◆ Task item
Filter the entries below, keeping only lines with the word "StripError".

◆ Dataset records
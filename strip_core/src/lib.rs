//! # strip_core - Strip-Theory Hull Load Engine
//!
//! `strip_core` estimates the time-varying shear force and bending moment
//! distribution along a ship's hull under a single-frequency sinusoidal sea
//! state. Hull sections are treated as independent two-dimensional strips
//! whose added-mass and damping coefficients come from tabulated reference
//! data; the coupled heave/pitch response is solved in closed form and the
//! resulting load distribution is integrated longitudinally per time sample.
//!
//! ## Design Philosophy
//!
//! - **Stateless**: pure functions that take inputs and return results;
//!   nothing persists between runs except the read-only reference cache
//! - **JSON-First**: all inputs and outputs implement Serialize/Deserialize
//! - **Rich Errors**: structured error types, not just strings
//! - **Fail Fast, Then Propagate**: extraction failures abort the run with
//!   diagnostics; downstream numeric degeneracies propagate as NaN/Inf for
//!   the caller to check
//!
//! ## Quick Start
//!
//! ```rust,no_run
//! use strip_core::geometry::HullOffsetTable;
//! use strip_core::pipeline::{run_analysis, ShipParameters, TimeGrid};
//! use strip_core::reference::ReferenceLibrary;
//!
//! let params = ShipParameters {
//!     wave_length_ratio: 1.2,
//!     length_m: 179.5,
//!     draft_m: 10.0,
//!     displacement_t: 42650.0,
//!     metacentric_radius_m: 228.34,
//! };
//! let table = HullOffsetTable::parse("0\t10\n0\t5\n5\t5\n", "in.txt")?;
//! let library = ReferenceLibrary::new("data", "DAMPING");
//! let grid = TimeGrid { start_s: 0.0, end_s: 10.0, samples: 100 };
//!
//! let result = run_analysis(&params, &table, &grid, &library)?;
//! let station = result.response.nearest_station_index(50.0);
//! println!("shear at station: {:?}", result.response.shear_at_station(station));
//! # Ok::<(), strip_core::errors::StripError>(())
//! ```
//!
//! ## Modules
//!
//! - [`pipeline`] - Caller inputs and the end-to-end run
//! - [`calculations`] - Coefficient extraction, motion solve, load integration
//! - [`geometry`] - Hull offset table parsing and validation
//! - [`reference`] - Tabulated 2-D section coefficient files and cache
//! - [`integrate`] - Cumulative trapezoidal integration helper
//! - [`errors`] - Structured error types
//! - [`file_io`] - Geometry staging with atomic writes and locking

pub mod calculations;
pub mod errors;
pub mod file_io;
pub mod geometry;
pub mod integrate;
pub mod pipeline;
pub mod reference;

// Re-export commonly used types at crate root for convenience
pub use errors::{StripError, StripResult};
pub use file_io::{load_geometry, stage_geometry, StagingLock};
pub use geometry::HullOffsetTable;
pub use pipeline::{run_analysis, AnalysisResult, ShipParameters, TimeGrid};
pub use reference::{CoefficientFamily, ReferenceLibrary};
==
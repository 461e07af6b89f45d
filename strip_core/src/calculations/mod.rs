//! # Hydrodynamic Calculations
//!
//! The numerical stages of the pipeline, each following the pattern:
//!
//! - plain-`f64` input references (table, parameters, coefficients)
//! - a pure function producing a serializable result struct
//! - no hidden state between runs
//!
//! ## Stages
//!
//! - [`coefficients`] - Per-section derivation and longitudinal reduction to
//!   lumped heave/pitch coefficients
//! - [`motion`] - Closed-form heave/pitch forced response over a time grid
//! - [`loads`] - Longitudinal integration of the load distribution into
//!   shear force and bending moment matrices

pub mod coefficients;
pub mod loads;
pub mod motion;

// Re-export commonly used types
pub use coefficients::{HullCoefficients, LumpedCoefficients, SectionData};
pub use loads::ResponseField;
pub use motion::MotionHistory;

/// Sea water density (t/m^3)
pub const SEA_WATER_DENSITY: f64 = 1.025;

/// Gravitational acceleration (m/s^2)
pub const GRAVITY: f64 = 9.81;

◆ Written answer
//! # Ok::<(), strip_core::errors::StripError>(())
pub use errors::{StripError, StripResult};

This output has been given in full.